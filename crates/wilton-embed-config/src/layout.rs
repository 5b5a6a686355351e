//! Derives the runtime-home and application paths used during bootstrap.
//!
//! Both layouts are resolved from canonical directories so every locator the
//! embed layer hands to the runtime is absolute. Paths are joined with forward
//! slashes on every platform because they end up inside resource locators.

use std::fs;
use std::io;

use camino::{Utf8Path, Utf8PathBuf};
use thiserror::Error;

use crate::defaults::{APP_CONFIG_FILE, BIN_DIR, LIB_DIR, STDLIB_ARCHIVE, executable_file_name};

/// Errors raised while resolving layout paths.
#[derive(Debug, Error)]
pub enum LayoutError {
    /// Canonicalisation of a path failed.
    #[error("failed to resolve full path of '{path}': {source}")]
    Canonicalise {
        /// Path that could not be resolved.
        path: Utf8PathBuf,
        /// Underlying I/O error.
        #[source]
        source: io::Error,
    },
    /// The canonical path is not representable as UTF-8.
    #[error("full path of '{path}' is not valid UTF-8")]
    NotUtf8 {
        /// Path as supplied by the caller.
        path: Utf8PathBuf,
    },
}

/// Resolves `path` to an absolute, symlink-free path with forward slashes.
///
/// # Errors
///
/// Returns [`LayoutError`] when the path does not exist or its canonical form
/// is not valid UTF-8.
pub fn full_path(path: &Utf8Path) -> Result<Utf8PathBuf, LayoutError> {
    let canonical = fs::canonicalize(path).map_err(|source| LayoutError::Canonicalise {
        path: path.to_path_buf(),
        source,
    })?;
    let utf8 = Utf8PathBuf::from_path_buf(canonical).map_err(|_| LayoutError::NotUtf8 {
        path: path.to_path_buf(),
    })?;
    Ok(normalise_separators(utf8))
}

#[cfg(windows)]
fn normalise_separators(path: Utf8PathBuf) -> Utf8PathBuf {
    let raw = path.as_str();
    let stripped = raw.strip_prefix(r"\\?\").unwrap_or(raw);
    Utf8PathBuf::from(stripped.replace('\\', "/"))
}

#[cfg(not(windows))]
fn normalise_separators(path: Utf8PathBuf) -> Utf8PathBuf {
    path
}

fn child(parent: &Utf8Path, name: &str) -> Utf8PathBuf {
    Utf8PathBuf::from(format!("{parent}/{name}"))
}

/// Canonical paths of a Wilton runtime installation.
#[derive(Debug, Clone, PartialEq, Eq)]
pub struct RuntimeLayout {
    home: Utf8PathBuf,
    bin_dir: Utf8PathBuf,
    lib_dir: Utf8PathBuf,
    stdlib_archive: Utf8PathBuf,
    executable: Utf8PathBuf,
}

impl RuntimeLayout {
    /// Derives the layout from an existing runtime home directory.
    ///
    /// # Errors
    ///
    /// Returns [`LayoutError`] when the home directory cannot be resolved.
    pub fn resolve(home: &Utf8Path) -> Result<Self, LayoutError> {
        let home = full_path(home)?;
        Ok(Self::from_canonical(home))
    }

    /// Builds the layout from an already canonical home directory.
    #[must_use]
    pub fn from_canonical(home: Utf8PathBuf) -> Self {
        let bin_dir = child(&home, BIN_DIR);
        Self {
            executable: child(&bin_dir, executable_file_name()),
            lib_dir: child(&home, LIB_DIR),
            stdlib_archive: child(&home, STDLIB_ARCHIVE),
            bin_dir,
            home,
        }
    }

    /// Canonical runtime home.
    #[must_use]
    pub fn home(&self) -> &Utf8Path {
        &self.home
    }

    /// Runtime home rendered with a trailing slash.
    #[must_use]
    pub fn home_dir_string(&self) -> String {
        format!("{}/", self.home)
    }

    /// Search root for native modules.
    #[must_use]
    pub fn bin_dir(&self) -> &Utf8Path {
        &self.bin_dir
    }

    /// Optional vendor library directory.
    #[must_use]
    pub fn lib_dir(&self) -> &Utf8Path {
        &self.lib_dir
    }

    /// Bundled standard library archive.
    #[must_use]
    pub fn stdlib_archive(&self) -> &Utf8Path {
        &self.stdlib_archive
    }

    /// Runtime executable.
    #[must_use]
    pub fn executable(&self) -> &Utf8Path {
        &self.executable
    }
}

/// Paths of the hosted application.
#[derive(Debug, Clone, PartialEq, Eq)]
pub struct ApplicationLayout {
    requested: Utf8PathBuf,
    dir: Utf8PathBuf,
    config_file: Utf8PathBuf,
}

impl ApplicationLayout {
    /// Derives the layout from an existing application directory.
    ///
    /// # Errors
    ///
    /// Returns [`LayoutError`] when the directory cannot be resolved.
    pub fn resolve(app_dir: &Utf8Path) -> Result<Self, LayoutError> {
        let dir = full_path(app_dir)?;
        Ok(Self {
            requested: app_dir.to_path_buf(),
            config_file: child(&dir, APP_CONFIG_FILE),
            dir,
        })
    }

    /// Canonical application directory.
    #[must_use]
    pub fn dir(&self) -> &Utf8Path {
        &self.dir
    }

    /// Application directory exactly as the caller supplied it.
    #[must_use]
    pub fn requested(&self) -> &Utf8Path {
        &self.requested
    }

    /// Optional application descriptor.
    #[must_use]
    pub fn config_file(&self) -> &Utf8Path {
        &self.config_file
    }

    /// Final path segment of the requested directory, ignoring trailing
    /// separators. Falls back to the canonical directory when the requested
    /// path ends in `.` or `..`.
    #[must_use]
    pub fn directory_name(&self) -> Option<&str> {
        self.requested.file_name().or_else(|| self.dir.file_name())
    }
}
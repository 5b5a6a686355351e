//! Lifecycle state machine guarding `init`, `shutdown`, and `call`.

use std::sync::atomic::{AtomicU8, Ordering};
use std::sync::{Arc, Mutex, PoisonError};

use crate::bootstrap::{EmbeddedRuntime, bootstrap_observed};
use crate::environment::{EnvironmentSource, ProcessEnvironment};
use crate::error::{BootstrapError, CallError, EmbedError, ParameterError, Stage};
use crate::health::{HealthReporter, StructuredHealthReporter};
use crate::host::{CallDispatcher, HostBinder};
use crate::native::NativeHostBinder;
use crate::params::InitRequest;
use crate::platform::PlatformInit;

/// Lifecycle of the embedded runtime.
#[derive(Debug, Clone, Copy, PartialEq, Eq)]
#[repr(u8)]
pub enum LifecycleState {
    /// No successful `init` yet, or shut down since.
    Uninitialized = 0,
    /// `init` is running.
    Initializing = 1,
    /// Every module is active.
    Ready = 2,
    /// `shutdown` is running.
    ShuttingDown = 3,
    /// The call-dispatch subsystem accepted a configuration but a later step
    /// failed. The subsystem cannot be configured again in this process.
    Faulted = 4,
}

impl LifecycleState {
    const fn from_raw(raw: u8) -> Self {
        match raw {
            1 => Self::Initializing,
            2 => Self::Ready,
            3 => Self::ShuttingDown,
            4 => Self::Faulted,
            _ => Self::Uninitialized,
        }
    }

    /// Lower-case state label.
    #[must_use]
    pub const fn as_str(self) -> &'static str {
        match self {
            Self::Uninitialized => "uninitialized",
            Self::Initializing => "initializing",
            Self::Ready => "ready",
            Self::ShuttingDown => "shutting_down",
            Self::Faulted => "faulted",
        }
    }
}

/// Owns the collaborators and lifecycle of one embedded runtime.
pub struct Embedder {
    state: AtomicU8,
    binder: Box<dyn HostBinder>,
    environment: Box<dyn EnvironmentSource>,
    reporter: Arc<dyn HealthReporter>,
    platform: PlatformInit,
    dispatcher: Mutex<Option<Arc<dyn CallDispatcher>>>,
    runtime: Mutex<Option<EmbeddedRuntime>>,
}

impl Embedder {
    /// Creates an embedder from its collaborators.
    #[must_use]
    pub fn new(
        binder: impl HostBinder + 'static,
        environment: impl EnvironmentSource + 'static,
        reporter: Arc<dyn HealthReporter>,
    ) -> Self {
        Self {
            state: AtomicU8::new(LifecycleState::Uninitialized as u8),
            binder: Box::new(binder),
            environment: Box::new(environment),
            reporter,
            platform: PlatformInit::new(),
            dispatcher: Mutex::new(None),
            runtime: Mutex::new(None),
        }
    }

    /// Embedder backed by the runtime's shared libraries and the process
    /// environment.
    #[must_use]
    pub fn native() -> Self {
        Self::new(
            NativeHostBinder,
            ProcessEnvironment,
            Arc::new(StructuredHealthReporter::new()),
        )
    }

    /// Current lifecycle state.
    #[must_use]
    pub fn state(&self) -> LifecycleState {
        LifecycleState::from_raw(self.state.load(Ordering::Acquire))
    }

    /// Bootstraps the runtime for an already validated request.
    ///
    /// # Errors
    ///
    /// Returns [`BootstrapError`] for the first failing stage, including
    /// [`EmbedError::AlreadyInitialized`] when the runtime is not
    /// uninitialised. A failure before the hand-off returns the runtime to
    /// [`LifecycleState::Uninitialized`]; a failure after it leaves the
    /// runtime [`LifecycleState::Faulted`].
    pub fn init(&self, request: &InitRequest) -> Result<(), BootstrapError> {
        self.init_with(|| Ok(request.clone()))
    }

    /// Bootstraps the runtime from raw argument bytes.
    ///
    /// # Errors
    ///
    /// As [`Embedder::init`], plus [`ParameterError`] for invalid arguments.
    pub fn init_from_bytes(
        &self,
        runtime_home: &[u8],
        script_engine: &[u8],
        app_dir: &[u8],
    ) -> Result<(), BootstrapError> {
        self.init_with(|| InitRequest::from_bytes(runtime_home, script_engine, app_dir))
    }

    fn init_with(
        &self,
        request: impl FnOnce() -> Result<InitRequest, ParameterError>,
    ) -> Result<(), BootstrapError> {
        if let Err(raw) = self.state.compare_exchange(
            LifecycleState::Uninitialized as u8,
            LifecycleState::Initializing as u8,
            Ordering::AcqRel,
            Ordering::Acquire,
        ) {
            let state = LifecycleState::from_raw(raw).as_str();
            let error =
                BootstrapError::new(Stage::Lifecycle, EmbedError::AlreadyInitialized { state });
            self.reporter.init_failed(&error);
            return Err(error);
        }

        let request = match request() {
            Ok(request) => request,
            Err(source) => {
                let error = BootstrapError::new(Stage::Parameters, source);
                self.reporter.init_failed(&error);
                self.set_state(LifecycleState::Uninitialized);
                return Err(error);
            }
        };

        let mut handed_off = false;
        let result = bootstrap_observed(
            &request,
            self.binder.as_ref(),
            self.environment.as_ref(),
            &self.platform,
            self.reporter.as_ref(),
            |dispatcher| {
                handed_off = true;
                *lock(&self.dispatcher) = Some(Arc::clone(dispatcher));
            },
        );
        match result {
            Ok(runtime) => {
                *lock(&self.runtime) = Some(runtime);
                self.set_state(LifecycleState::Ready);
                Ok(())
            }
            Err(error) if handed_off => {
                self.set_state(LifecycleState::Faulted);
                Err(error)
            }
            Err(error) => {
                self.set_state(LifecycleState::Uninitialized);
                Err(error)
            }
        }
    }

    /// Requests shutdown. Always succeeds and tears nothing down.
    pub fn shutdown(&self) {
        self.reporter.shutdown();
        let from_ready = self.state.compare_exchange(
            LifecycleState::Ready as u8,
            LifecycleState::ShuttingDown as u8,
            Ordering::AcqRel,
            Ordering::Acquire,
        );
        if from_ready.is_ok() {
            self.set_state(LifecycleState::Uninitialized);
        }
    }

    /// Passes a call through to the call-dispatch subsystem.
    ///
    /// # Errors
    ///
    /// Returns [`CallError::NotInitialized`] before any configuration has been
    /// handed off, or the subsystem's own message.
    pub fn call(&self, name: &[u8], payload: &[u8]) -> Result<Vec<u8>, CallError> {
        let dispatcher = lock(&self.dispatcher).clone();
        let dispatcher = dispatcher.ok_or(CallError::NotInitialized)?;
        dispatcher.call(name, payload).map_err(CallError::Dispatch)
    }

    /// Application name of the last successful `init`.
    #[must_use]
    pub fn app_name(&self) -> Option<String> {
        lock(&self.runtime)
            .as_ref()
            .map(|runtime| runtime.app_name().to_owned())
    }

    fn set_state(&self, state: LifecycleState) {
        self.state.store(state as u8, Ordering::Release);
    }
}

fn lock<T>(mutex: &Mutex<T>) -> std::sync::MutexGuard<'_, T> {
    mutex.lock().unwrap_or_else(PoisonError::into_inner)
}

Task to complete: Write down again, exactly as given, only the lines above that fall from the line with "let request = match" to the line with "let mut handed_off = false;", inclusive.

Response to this task:
        let request = match request() {
            Ok(request) => request,
            Err(source) => {
                let error = BootstrapError::new(Stage::Parameters, source);
                self.reporter.init_failed(&error);
                self.set_state(LifecycleState::Uninitialized);
                return Err(error);
            }
        };

        let mut handed_off = false;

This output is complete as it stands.